## Exercise input
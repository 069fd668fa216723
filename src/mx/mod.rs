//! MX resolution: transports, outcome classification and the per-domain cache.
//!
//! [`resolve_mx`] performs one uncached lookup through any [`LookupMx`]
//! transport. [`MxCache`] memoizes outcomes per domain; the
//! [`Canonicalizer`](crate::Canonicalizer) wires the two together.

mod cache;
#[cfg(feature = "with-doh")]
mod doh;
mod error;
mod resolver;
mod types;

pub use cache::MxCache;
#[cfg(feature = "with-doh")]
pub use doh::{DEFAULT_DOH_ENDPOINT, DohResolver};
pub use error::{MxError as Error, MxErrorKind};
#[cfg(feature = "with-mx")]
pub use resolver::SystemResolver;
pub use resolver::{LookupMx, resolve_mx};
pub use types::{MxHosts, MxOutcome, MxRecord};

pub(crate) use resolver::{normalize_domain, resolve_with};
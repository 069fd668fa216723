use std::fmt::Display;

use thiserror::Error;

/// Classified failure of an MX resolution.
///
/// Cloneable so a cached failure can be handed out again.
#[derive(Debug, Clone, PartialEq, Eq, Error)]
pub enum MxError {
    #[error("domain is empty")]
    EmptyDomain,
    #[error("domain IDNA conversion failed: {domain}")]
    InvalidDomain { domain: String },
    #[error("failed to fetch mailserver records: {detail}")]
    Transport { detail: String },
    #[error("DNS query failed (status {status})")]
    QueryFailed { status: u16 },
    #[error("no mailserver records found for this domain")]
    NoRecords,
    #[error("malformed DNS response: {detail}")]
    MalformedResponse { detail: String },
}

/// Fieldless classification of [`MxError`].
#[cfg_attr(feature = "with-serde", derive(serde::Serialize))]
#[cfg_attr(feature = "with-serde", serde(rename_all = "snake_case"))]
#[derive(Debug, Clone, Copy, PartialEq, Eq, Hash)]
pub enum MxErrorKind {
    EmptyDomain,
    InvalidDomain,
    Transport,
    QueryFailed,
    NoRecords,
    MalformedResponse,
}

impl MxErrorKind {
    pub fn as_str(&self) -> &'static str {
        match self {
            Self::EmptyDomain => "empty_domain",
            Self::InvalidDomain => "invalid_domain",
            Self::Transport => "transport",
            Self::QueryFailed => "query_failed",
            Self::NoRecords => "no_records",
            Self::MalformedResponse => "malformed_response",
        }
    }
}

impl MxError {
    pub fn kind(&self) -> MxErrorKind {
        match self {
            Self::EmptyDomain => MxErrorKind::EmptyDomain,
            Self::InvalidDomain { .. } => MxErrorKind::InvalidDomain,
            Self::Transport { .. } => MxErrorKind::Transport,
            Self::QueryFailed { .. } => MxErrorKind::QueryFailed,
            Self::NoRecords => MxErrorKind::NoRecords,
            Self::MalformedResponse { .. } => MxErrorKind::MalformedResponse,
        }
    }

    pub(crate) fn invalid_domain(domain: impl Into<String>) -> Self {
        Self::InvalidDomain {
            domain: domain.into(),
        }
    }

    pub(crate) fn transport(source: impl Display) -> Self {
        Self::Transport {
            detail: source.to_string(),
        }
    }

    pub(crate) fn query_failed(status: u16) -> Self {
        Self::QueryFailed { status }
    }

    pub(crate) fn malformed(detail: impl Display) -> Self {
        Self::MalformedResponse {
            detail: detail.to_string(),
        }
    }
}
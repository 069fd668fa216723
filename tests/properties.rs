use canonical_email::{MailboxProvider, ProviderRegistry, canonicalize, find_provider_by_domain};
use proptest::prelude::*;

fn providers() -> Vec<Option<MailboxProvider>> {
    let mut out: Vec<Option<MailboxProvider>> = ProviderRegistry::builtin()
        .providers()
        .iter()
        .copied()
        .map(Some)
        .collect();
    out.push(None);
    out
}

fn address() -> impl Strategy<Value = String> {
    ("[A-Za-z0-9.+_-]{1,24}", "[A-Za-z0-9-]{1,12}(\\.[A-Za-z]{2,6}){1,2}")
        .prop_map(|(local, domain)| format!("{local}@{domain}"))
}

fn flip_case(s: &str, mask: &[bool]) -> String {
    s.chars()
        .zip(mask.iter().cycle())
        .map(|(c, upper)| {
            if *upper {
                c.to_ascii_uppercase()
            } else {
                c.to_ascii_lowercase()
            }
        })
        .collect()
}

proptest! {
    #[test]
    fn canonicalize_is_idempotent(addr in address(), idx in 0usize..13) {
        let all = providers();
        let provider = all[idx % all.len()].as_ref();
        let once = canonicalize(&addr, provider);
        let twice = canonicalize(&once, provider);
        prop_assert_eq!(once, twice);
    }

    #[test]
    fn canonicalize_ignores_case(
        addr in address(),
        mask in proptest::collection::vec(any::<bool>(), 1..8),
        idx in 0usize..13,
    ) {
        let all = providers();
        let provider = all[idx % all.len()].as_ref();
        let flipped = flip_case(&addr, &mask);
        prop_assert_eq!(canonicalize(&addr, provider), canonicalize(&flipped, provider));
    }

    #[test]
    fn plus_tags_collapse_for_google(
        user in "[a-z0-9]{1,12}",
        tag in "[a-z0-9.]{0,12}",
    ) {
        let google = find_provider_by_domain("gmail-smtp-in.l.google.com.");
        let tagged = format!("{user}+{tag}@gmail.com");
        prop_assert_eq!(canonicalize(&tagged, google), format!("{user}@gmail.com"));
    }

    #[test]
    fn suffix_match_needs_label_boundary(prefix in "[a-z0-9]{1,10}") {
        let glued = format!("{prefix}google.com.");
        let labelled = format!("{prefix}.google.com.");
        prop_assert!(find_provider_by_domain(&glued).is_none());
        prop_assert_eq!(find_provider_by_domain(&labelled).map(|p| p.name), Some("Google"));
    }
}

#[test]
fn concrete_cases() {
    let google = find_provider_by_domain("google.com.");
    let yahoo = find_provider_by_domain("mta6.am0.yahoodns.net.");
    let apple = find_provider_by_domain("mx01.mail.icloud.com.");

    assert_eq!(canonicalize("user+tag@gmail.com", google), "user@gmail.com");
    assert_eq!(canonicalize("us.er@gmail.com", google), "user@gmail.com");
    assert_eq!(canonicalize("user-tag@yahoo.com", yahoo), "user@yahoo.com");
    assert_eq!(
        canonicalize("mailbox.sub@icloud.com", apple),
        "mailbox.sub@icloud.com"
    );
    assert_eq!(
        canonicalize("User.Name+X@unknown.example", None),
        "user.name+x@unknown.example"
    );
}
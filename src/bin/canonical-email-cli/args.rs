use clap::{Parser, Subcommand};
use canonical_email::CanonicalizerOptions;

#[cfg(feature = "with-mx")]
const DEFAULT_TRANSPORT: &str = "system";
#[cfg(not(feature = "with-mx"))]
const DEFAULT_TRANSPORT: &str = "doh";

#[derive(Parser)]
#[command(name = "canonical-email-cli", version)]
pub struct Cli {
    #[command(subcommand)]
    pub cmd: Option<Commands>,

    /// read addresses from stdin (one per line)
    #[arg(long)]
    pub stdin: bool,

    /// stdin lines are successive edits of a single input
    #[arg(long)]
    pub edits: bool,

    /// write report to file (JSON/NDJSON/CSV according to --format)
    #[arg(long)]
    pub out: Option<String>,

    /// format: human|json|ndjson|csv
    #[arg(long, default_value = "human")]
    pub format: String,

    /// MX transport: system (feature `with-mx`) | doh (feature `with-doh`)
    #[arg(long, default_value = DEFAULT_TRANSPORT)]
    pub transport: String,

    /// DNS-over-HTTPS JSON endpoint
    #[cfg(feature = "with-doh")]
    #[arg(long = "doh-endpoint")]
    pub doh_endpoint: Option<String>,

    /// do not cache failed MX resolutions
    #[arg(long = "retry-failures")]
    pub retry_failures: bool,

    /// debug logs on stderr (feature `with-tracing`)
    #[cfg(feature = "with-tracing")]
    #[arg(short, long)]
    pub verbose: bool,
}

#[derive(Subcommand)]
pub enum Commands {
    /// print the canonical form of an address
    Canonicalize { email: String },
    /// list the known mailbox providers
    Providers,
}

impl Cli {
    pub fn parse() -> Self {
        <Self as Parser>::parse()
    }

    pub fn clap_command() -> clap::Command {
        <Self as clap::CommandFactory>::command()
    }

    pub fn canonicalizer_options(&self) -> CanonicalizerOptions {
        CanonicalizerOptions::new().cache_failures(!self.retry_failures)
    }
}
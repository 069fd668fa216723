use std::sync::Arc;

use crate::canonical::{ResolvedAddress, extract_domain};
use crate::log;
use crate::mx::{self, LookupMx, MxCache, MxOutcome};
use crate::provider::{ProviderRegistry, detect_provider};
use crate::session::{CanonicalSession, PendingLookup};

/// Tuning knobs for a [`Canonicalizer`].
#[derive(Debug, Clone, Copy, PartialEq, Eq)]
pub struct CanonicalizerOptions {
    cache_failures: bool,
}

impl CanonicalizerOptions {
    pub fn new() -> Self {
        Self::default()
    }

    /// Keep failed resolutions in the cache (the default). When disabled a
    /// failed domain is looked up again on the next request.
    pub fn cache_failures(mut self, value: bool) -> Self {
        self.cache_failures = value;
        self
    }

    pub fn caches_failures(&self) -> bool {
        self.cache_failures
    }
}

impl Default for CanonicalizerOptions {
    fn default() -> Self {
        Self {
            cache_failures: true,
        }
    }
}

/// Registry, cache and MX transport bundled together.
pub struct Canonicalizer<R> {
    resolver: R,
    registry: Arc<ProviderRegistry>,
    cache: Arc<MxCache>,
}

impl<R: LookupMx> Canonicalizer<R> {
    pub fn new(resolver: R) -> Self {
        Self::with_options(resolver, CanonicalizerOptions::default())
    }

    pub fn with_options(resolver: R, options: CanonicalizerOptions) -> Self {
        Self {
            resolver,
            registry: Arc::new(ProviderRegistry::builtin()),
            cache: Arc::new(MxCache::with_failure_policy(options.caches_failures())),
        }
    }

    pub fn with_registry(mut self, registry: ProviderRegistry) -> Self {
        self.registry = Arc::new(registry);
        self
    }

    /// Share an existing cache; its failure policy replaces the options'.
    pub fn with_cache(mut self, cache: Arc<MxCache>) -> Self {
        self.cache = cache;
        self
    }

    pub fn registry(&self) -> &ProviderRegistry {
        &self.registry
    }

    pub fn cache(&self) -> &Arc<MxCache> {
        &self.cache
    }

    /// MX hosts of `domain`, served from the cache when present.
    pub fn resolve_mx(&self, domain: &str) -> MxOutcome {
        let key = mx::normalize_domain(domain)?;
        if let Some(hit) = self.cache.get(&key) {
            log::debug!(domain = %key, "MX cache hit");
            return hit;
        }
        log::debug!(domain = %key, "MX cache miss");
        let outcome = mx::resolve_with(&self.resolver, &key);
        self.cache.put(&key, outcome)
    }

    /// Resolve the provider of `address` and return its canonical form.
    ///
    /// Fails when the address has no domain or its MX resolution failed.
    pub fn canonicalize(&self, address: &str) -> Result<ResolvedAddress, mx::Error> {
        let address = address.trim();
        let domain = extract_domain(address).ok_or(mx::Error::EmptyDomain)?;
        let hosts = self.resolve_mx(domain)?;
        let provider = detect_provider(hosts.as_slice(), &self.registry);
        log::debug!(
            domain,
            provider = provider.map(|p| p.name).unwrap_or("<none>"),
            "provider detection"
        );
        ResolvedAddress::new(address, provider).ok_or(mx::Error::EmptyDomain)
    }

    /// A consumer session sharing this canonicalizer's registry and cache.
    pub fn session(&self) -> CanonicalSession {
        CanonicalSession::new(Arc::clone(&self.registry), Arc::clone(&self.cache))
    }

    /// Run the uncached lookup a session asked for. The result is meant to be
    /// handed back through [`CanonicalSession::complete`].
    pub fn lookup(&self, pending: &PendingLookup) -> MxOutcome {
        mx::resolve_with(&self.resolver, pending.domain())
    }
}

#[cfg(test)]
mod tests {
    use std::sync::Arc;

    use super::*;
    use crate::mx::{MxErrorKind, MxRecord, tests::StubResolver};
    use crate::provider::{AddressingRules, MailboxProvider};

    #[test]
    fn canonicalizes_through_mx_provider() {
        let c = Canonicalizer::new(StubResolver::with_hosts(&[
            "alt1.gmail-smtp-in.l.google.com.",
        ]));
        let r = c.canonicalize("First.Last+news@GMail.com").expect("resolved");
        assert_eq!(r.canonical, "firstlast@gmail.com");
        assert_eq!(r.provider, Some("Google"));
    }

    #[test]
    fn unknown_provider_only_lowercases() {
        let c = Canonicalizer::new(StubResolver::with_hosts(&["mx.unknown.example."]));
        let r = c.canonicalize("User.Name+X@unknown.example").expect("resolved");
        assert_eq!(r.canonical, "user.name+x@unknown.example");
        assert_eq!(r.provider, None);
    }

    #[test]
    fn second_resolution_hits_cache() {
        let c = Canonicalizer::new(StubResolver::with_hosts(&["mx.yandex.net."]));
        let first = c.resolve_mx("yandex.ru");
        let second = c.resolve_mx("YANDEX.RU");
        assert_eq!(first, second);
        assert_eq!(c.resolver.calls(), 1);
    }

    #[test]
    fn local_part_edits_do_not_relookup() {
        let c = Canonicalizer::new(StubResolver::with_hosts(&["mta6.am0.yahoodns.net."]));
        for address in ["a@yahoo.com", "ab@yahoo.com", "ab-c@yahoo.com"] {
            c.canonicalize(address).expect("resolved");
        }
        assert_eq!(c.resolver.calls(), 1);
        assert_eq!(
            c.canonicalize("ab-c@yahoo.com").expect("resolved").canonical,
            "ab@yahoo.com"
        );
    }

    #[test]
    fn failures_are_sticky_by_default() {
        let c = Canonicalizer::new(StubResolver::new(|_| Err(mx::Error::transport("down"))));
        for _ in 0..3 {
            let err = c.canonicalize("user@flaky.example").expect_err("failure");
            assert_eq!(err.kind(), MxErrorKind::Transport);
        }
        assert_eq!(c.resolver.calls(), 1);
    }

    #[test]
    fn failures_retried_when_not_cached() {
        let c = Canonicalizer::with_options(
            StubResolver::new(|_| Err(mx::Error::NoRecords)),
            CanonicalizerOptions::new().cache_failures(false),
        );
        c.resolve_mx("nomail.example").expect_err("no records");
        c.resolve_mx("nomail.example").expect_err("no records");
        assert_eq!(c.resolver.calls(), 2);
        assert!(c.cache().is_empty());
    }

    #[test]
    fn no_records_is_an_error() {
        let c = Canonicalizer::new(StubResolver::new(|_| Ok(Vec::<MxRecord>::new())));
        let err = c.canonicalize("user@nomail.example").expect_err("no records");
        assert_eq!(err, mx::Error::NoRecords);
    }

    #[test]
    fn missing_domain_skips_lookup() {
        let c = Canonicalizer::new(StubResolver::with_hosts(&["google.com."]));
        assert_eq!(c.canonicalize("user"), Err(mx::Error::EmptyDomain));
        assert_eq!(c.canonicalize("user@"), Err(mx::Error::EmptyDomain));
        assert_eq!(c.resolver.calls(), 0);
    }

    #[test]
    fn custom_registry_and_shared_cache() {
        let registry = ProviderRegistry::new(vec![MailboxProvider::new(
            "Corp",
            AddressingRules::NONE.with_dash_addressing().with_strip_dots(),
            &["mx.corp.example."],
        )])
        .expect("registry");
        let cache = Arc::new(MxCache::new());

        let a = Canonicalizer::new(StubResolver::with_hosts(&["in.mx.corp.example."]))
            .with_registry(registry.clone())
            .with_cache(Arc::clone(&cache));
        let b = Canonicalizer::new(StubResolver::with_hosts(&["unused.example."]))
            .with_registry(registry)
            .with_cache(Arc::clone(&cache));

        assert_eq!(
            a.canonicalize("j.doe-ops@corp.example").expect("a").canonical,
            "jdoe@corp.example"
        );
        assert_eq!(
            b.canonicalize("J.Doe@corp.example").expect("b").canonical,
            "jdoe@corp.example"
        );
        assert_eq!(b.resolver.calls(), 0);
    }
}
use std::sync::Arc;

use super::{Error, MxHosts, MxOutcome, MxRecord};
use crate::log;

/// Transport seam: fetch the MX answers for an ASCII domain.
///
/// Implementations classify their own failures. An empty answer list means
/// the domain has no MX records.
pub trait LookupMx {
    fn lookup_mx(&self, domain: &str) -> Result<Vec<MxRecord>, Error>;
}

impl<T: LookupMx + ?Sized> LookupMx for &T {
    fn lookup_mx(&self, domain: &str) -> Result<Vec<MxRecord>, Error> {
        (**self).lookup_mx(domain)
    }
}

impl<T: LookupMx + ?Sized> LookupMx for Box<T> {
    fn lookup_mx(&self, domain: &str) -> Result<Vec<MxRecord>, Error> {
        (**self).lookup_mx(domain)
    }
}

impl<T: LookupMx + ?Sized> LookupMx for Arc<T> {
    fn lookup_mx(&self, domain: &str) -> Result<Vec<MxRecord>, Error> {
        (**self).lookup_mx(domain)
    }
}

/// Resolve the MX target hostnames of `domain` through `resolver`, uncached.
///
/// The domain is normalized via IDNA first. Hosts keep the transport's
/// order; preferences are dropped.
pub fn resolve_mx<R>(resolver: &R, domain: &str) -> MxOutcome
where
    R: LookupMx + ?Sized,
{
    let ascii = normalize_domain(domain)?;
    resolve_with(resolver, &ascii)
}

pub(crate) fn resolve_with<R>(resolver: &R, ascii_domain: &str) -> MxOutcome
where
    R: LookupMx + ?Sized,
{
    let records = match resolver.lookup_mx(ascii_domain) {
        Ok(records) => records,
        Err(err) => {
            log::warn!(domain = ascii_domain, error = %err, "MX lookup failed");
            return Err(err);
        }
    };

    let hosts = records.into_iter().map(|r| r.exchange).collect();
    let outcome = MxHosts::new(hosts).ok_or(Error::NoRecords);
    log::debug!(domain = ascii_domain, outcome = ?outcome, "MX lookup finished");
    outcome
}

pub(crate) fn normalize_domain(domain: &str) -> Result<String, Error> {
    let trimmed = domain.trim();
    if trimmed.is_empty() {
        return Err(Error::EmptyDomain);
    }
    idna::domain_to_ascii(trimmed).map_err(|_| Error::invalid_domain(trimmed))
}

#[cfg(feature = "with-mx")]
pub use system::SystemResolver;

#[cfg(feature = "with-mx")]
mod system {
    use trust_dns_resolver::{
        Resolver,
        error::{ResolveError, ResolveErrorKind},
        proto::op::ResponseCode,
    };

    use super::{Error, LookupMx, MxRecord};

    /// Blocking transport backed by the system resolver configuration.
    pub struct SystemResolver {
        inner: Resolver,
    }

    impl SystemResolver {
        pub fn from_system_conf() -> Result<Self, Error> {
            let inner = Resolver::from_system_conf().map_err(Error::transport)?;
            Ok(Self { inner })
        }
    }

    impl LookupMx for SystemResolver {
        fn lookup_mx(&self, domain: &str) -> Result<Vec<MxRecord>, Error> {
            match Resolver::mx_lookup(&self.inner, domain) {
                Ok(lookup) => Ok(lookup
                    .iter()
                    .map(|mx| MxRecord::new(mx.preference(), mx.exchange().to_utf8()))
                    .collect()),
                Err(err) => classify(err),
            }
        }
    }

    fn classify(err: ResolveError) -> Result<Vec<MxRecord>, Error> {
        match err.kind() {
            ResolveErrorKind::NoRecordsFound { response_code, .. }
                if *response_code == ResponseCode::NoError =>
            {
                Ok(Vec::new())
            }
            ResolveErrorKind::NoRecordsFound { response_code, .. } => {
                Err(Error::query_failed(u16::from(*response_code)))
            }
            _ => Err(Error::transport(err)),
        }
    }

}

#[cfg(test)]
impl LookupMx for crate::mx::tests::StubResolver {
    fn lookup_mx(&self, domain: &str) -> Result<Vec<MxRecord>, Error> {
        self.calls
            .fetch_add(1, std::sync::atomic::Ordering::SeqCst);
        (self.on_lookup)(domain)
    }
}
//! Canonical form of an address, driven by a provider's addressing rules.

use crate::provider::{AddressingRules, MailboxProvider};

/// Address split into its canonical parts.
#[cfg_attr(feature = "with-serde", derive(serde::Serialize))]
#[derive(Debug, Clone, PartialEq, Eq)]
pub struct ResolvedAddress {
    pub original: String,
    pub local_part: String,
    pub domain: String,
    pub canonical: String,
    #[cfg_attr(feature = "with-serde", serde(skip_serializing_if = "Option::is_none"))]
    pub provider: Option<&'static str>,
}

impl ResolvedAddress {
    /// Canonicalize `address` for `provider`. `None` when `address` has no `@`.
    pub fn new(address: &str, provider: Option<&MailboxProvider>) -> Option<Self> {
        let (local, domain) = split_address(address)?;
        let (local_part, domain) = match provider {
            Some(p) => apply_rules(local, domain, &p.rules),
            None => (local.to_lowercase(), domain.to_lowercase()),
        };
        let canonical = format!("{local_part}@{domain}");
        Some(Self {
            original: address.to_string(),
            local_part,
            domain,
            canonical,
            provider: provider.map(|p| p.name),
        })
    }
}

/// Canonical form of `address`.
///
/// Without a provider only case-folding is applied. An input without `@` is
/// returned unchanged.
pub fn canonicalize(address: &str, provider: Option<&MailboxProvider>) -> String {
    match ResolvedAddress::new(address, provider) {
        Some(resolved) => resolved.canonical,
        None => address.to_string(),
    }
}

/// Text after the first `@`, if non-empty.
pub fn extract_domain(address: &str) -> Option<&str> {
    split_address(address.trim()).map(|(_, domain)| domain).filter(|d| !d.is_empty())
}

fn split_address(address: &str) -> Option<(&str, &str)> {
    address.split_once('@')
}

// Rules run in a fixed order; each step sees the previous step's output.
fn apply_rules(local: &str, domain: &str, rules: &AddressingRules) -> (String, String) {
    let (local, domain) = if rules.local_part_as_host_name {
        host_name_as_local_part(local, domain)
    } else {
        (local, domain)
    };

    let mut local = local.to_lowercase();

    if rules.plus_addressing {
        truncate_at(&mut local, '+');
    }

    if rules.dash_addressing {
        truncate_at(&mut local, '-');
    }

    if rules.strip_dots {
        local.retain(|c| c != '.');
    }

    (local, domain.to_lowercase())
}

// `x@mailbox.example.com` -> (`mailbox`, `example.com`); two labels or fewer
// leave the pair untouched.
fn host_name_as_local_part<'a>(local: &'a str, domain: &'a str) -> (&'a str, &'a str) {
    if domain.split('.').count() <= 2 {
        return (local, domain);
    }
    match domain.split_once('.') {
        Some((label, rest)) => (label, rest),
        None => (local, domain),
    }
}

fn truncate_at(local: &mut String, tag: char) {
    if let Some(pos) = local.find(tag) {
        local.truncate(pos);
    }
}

## Exercise goal
Where a line of the listing holds "sync", show that line.

## Exercise result
use std::sync::Arc;
    use std::sync::Arc;
use std::sync::Arc;
            .fetch_add(1, std::sync::atomic::Ordering::SeqCst);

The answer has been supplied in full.